Förderjahr 2024 / Projekt Call #19 / ProjektID: 7442 / Projekt: LEO Trek
Low Earth Orbit (LEO) mega constellations provide low latency communication between LEO and terrestrial nodes and among terrestrial nodes, extending the Edge-Cloud Continuum into an Edge-Cloud-Space 3D Continuum. Developing orchestration services and applications for the 3D Continuum requires realistic simulations of the highly dynamic network conditions and node locations inherent to this environment. Unfortunately, existing simulators only allow for relatively small constellations to be simulated without scaling to a large number of host machines. Stardust is a scalable and extensible open-source simulator for the 3D Continuum. Our main contributions are:
- Stardust, a scalable and extensible next generation simulator for the 3D Continuum with support for simulating LEO-, Cloud-, and Edge nodes in a scalable manner. Stardust enables experiments for evaluating networking and orchestration algorithms for the 3D Continuum. It supports simulating mega constellations three times the size of the currently largest constellation, with almost 7k satellites on a single machine.
- A dynamic routing mechanism that enables experimentation with different routing mechanisms by making the ISL routing protocol and the network path computation changeable. This allows, e.g., changing the default +Grid ISL routing to a different protocol or to introduce caching or hypergraph algorithms as a replacement for Dijkstra's algorithm to calculate node-to-node network paths.
- SimPlugin, a plugin mechanism that serves as the integration point for custom logic that Stardust should execute at every step of the simulation. A SimPlugin has access to the complete infrastructure state and, thus, allows integrating, e.g., orchestration algorithms/software that should be evaluated using Stardust.

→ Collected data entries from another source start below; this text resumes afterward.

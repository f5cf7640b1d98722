//! # skiff-id
//!
//! Typed identifiers for the skiff cluster manager.
//!
//! ## Design Principles
//!
//! - IDs generated by the system (slaves, frameworks, executor runs,
//!   status updates, offers) are ULID-backed: 128 bits, time-ordered,
//!   globally unique
//! - IDs chosen by frameworks (executor ids, task ids) are opaque names;
//!   they are validated but otherwise carried verbatim
//! - All IDs are typed to prevent mixing different resource kinds
//! - All IDs roundtrip through their canonical string representation
//!
//! ## ID Format
//!
//! System-generated IDs use a prefixed format: `{prefix}_{ulid}`
//!
//! Examples:
//! - `slave_01HV4Z2WQXKJNM8GPQY6VBKC3D`
//! - `fw_01HV4Z3MXNKPQR9HSTZ7WCLD4E`
//! - `upd_01HV4Z4NYPLTRS0JTUA8XDME5F`
//!
//! The ULID payload doubles as the 128-bit uuid the wire protocol uses
//! to key status-update acknowledgements and executor incarnations.

mod error;
mod macros;
mod types;

pub use error::IdError;
pub use types::*;

/// Re-export ulid for consumers that need raw ULID operations
pub use ulid::Ulid;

Stardust is designed to use a modular architecture to enable extensibility. The core abstractions are shown in Figure 8. The central type from which all 3D Continuum nodes derive is Node. Every Node has computational capabilities, communication links to other nodes, and the ability to route traffic. The abstract Node class is currently implemented by the GroundStation and Satellite subclasses, required for different behaviors in movement. For GroundStation, a simplified movement (without inclined Earth axis and exact rotation duration) along the latitude every 24 hours is implemented. Satellite calculates the position by solving Kepler’s equation for eccentric anomaly, considering only the gravitational interaction between the Earth and the satellite, i.e., it computes an unperturbed orbit. Since we focus on simulations of a few hours, this simplification helps reduce the computational complexity and hardware requirements, while providing sufficient accuracy.

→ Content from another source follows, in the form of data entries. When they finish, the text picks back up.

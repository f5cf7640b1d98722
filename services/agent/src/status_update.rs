//! Reliable, ordered delivery of task status updates.
//!
//! One stream exists per (framework, task). Within a stream updates are
//! forwarded to the master strictly in the order the executor produced
//! them, with at most one in flight; the master acknowledges by update
//! id and is responsible for idempotence across retransmissions.
//!
//! For checkpointing frameworks every update and acknowledgement is
//! appended to the task's durable log *before* handling is reported
//! complete, so a restarted agent can rebuild the streams and resume
//! retransmission exactly where it stopped.
//!
//! Retransmission backs off exponentially up to a ceiling and keeps
//! going until the head is acknowledged. When the terminal update of a
//! stream is acknowledged the stream is garbage collected.

use std::collections::{HashMap, HashSet, VecDeque};
use std::path::PathBuf;
use std::time::Duration;

use async_trait::async_trait;
use tracing::{debug, info, warn};

use skiff_id::{FrameworkId, RunId, TaskId, UpdateId};
use skiff_messages::{Endpoint, Message, MessageBus, StatusUpdate};

use crate::actors::{Actor, ActorContext, ActorError, ActorHandle, BackoffPolicy};
use crate::agent::AgentEvent;
use crate::checkpoint::{Record, RecordWriter};
use crate::paths;
use crate::state::SlaveState;

/// Ceiling for retransmission backoff.
const RETRY_MAX: Duration = Duration::from_secs(10 * 60);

To simulate the available network connections with 100% accuracy with respect to the node positions in the 3D Continuum, Stardust constructs a network graph that captures all nodes and the physical connections between them. A direct physical connection between two nodes, e.g., a cable, radio, or laser link, is modeled by a link (ILink) between those two nodes in the network graph. Depending on the type of connection and other factors, such as distance, each link has particular latency and bandwidth properties. Network routing relies on these links and their properties. IRouter is the abstraction for our dynamic routing mechanism, which may use either pre-route calculations, e.g., for algorithms that construct a routing table each step, or on-route calculations, for direct node-to-node routing like A*.

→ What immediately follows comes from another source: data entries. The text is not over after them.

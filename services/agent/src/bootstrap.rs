//! Wires the agent and its support actors together.
//!
//! One call builds the whole per-node runtime: the garbage collector,
//! the resource monitor, the status-update manager, the agent actor
//! itself, and the pumps that turn bus traffic, isolator exits, and
//! detector appointments into agent events.

use std::sync::Arc;

use tokio::sync::oneshot;
use tokio::task::JoinHandle;

use skiff_messages::{Endpoint, MessageBus};

use crate::actors::{mailbox, spawn, spawn_on, ActorHandle, ActorRef};
use crate::agent::{Agent, AgentEvent, AgentSnapshot, SLAVE_ENDPOINT};
use crate::config::Flags;
use crate::detector::MasterDetector;
use crate::gc::{GarbageCollector, GcHandle};
use crate::isolator::Isolator;
use crate::monitor::{MonitorHandle, ResourceMonitor};
use crate::status_update::StatusUpdateManager;

/// A running agent and the levers to drive it.
pub struct AgentRuntime {
    pub handle: ActorHandle<AgentEvent>,
    pub endpoint: Endpoint,
    agent_ref: ActorRef,
    support: Vec<ActorRef>,
    pumps: Vec<JoinHandle<()>>,
    exit: oneshot::Receiver<Result<(), String>>,
}

impl AgentRuntime {
    /// Builds and starts everything.
    pub fn start(
        flags: Flags,
        bus: MessageBus,
        isolator: Arc<dyn Isolator>,
        detector: &dyn MasterDetector,
    ) -> Self {
        let slave_mailbox = bus.register(SLAVE_ENDPOINT);
        let endpoint = slave_mailbox.endpoint().clone();

        let (agent_handle, agent_mailbox) = mailbox::<AgentEvent>("agent");

        let (gc_handle, gc_ref) = spawn(GarbageCollector::new());
        let (monitor_handle, monitor_ref) = spawn(ResourceMonitor::new(isolator.clone()));
        let (updates_handle, updates_ref) = spawn(StatusUpdateManager::new(
            flags.meta_dir(),
            flags.strict,
            flags.status_update_retry_interval,
            bus.clone(),
            endpoint.clone(),
            agent_handle.clone(),
        ));

        let mut pumps = Vec::new();

        // Bus traffic -> agent events.
        {
            let handle = agent_handle.clone();
            let mut slave_mailbox = slave_mailbox;
            pumps.push(tokio::spawn(async move {
                while let Some(envelope) = slave_mailbox.recv().await {
                    if handle.send(AgentEvent::Protocol(envelope)).is_err() {
                        break;
                    }
                }
            }));
        }

        // Isolator exits -> agent events.
        if let Some(mut exits) = isolator.take_exits() {
            let handle = agent_handle.clone();
            pumps.push(tokio::spawn(async move {
                while let Some(exit) = exits.recv().await {
                    let sent = handle.send(AgentEvent::ExecutorTerminated {
                        container: exit.container,
                        status: exit.status,
                        destroyed: exit.destroyed,
                        message: exit.message,
                    });
                    if sent.is_err() {
                        break;
                    }
                }
            }));
        }

        // Detector appointments -> agent events.
        {
            let handle = agent_handle.clone();
            let mut appointments = detector.subscribe();
            pumps.push(tokio::spawn(async move {
                let initial = appointments.borrow_and_update().clone();
                if handle.send(AgentEvent::MasterChanged(initial)).is_err() {
                    return;
                }
                while appointments.changed().await.is_ok() {
                    let master = appointments.borrow_and_update().clone();
                    if handle.send(AgentEvent::MasterChanged(master)).is_err() {
                        break;
                    }
                }
            }));
        }

        let (exit_tx, exit) = oneshot::channel();
        let agent = Agent::new(
            flags,
            bus,
            endpoint.clone(),
            isolator,
            GcHandle::new(gc_handle),
            MonitorHandle::new(monitor_handle),
            updates_handle,
            exit_tx,
        );
        let agent_ref = spawn_on(agent, agent_mailbox);

        Self {
            handle: agent_handle,
            endpoint,
            agent_ref,
            support: vec![gc_ref, monitor_ref, updates_ref],
            pumps,
            exit,
        }
    }

    /// Asks the agent to shut down cleanly.
    pub fn shutdown(&self) {
        let _ = self.handle.send(AgentEvent::Shutdown);
    }

    /// A point-in-time view of the agent's records, for inspection.
    pub async fn inspect(&self) -> Option<AgentSnapshot> {
        let (reply, rx) = oneshot::channel();
        self.handle.send(AgentEvent::Inspect { reply }).ok()?;
        rx.await.ok()
    }

    /// Kills the whole runtime without any shutdown protocol, as a
    /// crash would. Checkpointed state stays on disk; bus endpoints are
    /// torn down.
    pub fn crash(self) {
        self.agent_ref.abort();
        for actor in &self.support {
            actor.abort();
        }
        for pump in &self.pumps {
            pump.abort();
        }
    }

    /// Waits for the agent to stop. `Err` carries a fatal error (e.g. a
    /// strict-mode recovery failure) and maps to a non-zero exit.
    pub async fn wait(self) -> Result<(), String> {
        let result = self.exit.await.unwrap_or(Ok(()));

        self.agent_ref.stop();
        self.agent_ref.wait().await;
        for actor in &self.support {
            actor.stop();
        }
        for pump in &self.pumps {
            pump.abort();
        }

        result
    }
}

To enable experimentation with different orchestration algorithms for the 3D Continuum, Stardust allows plugging custom code into simulations as SimPlugins. A SimPlugin is a lightweight mechanism to execute custom code at the beginning and at the end of every simulation step. To this end, a SimPlugin has full access to the simulation state, such as node positions, resources, and the network graph. Additionally, it can leverage simulator services to compute network routes on demand and deploy (simulated) workloads on nodes.
We evaluated Stardust in multiple simulations to show that it is more scalable than the state-of-the-art and that it can simulate a mega constellation with up to 20.6k satellites on a single machine.
The source code of Stardust is available on GitHub and further details can be found in our paper, which was presented at the IEEE EDGE 2025 conference.